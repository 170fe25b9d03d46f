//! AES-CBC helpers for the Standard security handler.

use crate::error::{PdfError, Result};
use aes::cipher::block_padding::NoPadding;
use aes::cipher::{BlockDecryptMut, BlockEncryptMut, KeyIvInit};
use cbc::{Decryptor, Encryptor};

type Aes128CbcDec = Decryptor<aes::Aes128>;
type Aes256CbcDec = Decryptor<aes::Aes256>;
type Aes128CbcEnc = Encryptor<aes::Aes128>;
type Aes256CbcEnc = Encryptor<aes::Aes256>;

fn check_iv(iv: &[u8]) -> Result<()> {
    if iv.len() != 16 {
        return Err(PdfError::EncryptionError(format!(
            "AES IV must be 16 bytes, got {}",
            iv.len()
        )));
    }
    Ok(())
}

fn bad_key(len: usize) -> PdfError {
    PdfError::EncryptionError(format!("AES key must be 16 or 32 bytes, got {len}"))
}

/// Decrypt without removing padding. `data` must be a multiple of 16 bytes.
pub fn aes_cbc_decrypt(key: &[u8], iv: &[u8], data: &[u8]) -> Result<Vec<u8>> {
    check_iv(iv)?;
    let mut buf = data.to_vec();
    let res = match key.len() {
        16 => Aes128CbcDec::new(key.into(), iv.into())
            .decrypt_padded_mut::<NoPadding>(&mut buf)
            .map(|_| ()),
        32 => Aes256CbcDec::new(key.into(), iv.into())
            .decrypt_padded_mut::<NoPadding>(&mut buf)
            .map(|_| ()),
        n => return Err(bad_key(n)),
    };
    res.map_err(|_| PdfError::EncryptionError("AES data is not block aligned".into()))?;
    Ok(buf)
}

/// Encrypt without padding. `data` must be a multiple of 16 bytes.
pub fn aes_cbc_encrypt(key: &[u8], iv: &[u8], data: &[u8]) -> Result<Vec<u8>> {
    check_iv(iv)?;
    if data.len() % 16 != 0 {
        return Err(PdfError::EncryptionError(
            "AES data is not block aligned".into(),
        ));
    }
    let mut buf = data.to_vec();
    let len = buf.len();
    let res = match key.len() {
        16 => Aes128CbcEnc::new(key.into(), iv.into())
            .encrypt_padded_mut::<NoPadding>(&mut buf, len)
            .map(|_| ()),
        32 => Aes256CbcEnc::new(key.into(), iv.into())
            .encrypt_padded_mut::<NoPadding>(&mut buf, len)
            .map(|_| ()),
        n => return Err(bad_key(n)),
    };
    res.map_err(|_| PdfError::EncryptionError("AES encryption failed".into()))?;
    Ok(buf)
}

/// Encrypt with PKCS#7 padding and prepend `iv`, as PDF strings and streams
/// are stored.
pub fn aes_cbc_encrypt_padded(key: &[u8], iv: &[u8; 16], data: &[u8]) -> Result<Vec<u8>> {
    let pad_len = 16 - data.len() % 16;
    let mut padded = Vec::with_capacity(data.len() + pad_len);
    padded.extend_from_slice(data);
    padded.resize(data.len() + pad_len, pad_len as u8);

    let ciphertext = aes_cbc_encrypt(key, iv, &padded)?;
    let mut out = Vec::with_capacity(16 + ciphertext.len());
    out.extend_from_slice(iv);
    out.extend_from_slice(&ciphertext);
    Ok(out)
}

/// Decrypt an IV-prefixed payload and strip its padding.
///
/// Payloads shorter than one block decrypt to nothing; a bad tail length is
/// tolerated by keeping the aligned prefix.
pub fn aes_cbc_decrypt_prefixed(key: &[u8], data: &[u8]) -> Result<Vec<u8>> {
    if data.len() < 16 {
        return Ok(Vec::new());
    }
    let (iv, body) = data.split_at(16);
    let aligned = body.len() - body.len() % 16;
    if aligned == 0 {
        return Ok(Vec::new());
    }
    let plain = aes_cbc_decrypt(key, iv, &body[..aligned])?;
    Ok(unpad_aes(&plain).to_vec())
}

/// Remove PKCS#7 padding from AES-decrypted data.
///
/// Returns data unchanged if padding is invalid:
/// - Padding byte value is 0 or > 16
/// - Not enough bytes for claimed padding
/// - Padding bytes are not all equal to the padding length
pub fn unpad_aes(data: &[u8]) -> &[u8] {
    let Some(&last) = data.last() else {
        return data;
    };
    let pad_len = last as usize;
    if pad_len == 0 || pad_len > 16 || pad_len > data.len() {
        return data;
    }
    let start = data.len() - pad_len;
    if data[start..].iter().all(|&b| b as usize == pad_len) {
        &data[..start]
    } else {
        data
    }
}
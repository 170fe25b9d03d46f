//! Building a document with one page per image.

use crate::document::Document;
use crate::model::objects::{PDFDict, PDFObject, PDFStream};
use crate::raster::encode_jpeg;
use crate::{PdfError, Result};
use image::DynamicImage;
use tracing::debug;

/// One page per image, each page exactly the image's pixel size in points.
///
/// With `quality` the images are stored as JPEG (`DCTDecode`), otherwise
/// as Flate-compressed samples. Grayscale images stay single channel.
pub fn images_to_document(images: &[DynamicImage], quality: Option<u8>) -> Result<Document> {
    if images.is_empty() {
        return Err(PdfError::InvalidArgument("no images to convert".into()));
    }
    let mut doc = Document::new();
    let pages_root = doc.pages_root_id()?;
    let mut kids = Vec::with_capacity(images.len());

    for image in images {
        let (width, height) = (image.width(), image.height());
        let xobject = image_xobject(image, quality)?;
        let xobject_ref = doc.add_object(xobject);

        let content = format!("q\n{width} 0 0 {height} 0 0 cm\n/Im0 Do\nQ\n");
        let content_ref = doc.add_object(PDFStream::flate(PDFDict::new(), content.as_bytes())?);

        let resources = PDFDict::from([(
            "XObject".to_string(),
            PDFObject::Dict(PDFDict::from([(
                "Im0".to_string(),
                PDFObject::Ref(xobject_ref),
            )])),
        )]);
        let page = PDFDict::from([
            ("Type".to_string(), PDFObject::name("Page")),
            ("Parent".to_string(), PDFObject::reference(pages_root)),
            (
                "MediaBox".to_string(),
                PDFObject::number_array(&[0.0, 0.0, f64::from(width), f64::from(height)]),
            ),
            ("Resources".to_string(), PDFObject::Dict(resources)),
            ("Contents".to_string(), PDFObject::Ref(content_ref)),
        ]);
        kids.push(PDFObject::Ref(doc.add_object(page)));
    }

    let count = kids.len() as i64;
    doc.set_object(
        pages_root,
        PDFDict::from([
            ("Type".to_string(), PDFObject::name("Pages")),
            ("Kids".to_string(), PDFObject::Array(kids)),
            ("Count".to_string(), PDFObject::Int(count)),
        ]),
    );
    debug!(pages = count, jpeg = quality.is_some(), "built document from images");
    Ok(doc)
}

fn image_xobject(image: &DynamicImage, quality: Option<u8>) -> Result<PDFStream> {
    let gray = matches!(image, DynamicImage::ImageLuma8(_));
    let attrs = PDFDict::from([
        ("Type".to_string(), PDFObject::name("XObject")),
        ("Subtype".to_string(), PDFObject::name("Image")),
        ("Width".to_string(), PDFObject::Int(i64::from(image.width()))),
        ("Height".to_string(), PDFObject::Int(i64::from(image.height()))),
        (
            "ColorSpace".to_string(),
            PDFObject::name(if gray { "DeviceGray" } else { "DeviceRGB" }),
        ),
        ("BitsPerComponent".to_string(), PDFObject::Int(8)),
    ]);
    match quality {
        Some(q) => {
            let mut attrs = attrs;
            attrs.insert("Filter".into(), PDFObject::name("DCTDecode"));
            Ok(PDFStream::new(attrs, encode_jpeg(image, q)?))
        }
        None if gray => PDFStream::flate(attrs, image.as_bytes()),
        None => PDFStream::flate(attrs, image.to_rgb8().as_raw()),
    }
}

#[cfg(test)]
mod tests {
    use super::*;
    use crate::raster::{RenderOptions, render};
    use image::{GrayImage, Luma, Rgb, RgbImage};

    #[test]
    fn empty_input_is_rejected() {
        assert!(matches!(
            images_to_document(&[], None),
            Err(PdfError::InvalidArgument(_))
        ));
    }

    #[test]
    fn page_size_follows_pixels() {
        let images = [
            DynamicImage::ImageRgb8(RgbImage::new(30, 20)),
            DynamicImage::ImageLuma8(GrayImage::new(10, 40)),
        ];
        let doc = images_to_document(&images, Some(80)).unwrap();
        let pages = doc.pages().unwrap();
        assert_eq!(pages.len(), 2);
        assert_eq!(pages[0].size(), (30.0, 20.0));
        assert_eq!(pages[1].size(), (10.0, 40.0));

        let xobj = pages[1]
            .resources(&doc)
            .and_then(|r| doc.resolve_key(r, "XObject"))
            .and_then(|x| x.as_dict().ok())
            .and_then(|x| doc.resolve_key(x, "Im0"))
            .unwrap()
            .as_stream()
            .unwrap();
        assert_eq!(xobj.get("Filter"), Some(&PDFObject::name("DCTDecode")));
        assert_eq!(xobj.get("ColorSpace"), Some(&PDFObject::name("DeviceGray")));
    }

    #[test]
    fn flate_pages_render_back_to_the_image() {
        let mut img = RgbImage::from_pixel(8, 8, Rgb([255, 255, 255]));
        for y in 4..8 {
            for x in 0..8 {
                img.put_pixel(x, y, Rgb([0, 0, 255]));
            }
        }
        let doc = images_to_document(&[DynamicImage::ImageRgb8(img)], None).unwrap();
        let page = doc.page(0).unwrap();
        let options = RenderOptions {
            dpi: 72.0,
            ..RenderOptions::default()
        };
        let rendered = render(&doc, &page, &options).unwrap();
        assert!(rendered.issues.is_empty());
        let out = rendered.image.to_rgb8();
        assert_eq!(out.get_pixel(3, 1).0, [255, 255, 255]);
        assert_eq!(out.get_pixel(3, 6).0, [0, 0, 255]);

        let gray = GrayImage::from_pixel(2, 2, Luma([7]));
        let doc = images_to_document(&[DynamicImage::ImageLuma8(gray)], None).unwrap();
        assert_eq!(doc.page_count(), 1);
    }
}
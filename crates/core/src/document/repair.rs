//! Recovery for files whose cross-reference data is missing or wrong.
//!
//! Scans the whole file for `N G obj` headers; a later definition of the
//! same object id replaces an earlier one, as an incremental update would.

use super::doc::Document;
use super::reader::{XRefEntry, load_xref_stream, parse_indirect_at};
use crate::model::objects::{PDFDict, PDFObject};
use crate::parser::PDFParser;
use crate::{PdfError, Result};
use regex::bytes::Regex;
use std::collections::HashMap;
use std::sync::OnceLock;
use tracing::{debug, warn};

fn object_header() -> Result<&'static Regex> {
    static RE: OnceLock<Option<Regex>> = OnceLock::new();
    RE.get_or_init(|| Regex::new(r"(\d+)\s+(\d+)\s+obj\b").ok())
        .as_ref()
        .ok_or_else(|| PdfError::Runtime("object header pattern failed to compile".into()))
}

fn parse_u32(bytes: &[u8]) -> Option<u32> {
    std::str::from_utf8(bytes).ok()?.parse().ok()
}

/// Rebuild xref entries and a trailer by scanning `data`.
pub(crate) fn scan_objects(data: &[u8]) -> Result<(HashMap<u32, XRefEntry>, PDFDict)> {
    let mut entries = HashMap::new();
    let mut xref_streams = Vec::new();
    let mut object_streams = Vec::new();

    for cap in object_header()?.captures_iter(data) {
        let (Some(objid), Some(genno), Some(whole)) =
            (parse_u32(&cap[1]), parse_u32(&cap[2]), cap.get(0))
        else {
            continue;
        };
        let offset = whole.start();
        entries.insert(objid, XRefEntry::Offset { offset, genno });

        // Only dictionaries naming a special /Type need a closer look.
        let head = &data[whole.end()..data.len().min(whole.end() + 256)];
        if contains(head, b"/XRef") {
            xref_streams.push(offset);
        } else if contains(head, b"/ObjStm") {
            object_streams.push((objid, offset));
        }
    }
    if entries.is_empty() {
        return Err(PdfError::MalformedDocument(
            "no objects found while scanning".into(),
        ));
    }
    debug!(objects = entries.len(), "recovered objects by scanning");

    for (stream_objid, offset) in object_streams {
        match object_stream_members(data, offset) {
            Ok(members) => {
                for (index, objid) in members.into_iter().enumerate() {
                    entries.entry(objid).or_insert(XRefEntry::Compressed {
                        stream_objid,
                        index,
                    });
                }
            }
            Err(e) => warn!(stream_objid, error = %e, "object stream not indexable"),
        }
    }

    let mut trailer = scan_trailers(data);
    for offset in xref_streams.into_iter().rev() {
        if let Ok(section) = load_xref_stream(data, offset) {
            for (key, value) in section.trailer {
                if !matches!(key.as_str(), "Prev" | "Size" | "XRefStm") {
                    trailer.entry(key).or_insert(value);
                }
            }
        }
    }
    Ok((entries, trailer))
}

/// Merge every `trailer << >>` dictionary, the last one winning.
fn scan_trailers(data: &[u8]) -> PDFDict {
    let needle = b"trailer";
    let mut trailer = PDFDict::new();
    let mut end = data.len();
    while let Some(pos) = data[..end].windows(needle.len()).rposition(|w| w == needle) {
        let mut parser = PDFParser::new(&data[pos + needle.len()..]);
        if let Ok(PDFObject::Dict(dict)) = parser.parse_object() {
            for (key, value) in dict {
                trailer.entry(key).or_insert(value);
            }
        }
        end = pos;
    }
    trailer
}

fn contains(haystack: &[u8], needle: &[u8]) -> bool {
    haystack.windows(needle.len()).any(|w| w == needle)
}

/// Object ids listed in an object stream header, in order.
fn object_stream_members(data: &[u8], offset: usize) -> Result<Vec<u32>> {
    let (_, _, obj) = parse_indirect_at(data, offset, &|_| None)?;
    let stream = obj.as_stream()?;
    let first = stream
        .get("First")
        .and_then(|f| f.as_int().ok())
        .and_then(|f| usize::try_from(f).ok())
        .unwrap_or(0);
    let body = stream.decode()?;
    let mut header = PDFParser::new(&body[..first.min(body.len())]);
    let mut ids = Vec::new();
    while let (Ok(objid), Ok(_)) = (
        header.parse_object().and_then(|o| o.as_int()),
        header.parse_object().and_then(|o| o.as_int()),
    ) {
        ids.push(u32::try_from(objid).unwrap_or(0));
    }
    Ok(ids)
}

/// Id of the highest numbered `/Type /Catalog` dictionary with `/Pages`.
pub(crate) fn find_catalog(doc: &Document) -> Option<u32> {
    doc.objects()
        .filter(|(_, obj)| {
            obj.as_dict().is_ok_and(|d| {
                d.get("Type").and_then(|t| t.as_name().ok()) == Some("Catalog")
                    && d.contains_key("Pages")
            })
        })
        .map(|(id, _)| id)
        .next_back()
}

☆ ☆ ☆ ☆ ☆

_Task directions_
Reproduce each line from the records that contains the word "matches".

_Reply to the task_
    let gray = matches!(image, DynamicImage::ImageLuma8(_));
        assert!(matches!(
                if !matches!(key.as_str(), "Prev" | "Size" | "XRefStm") {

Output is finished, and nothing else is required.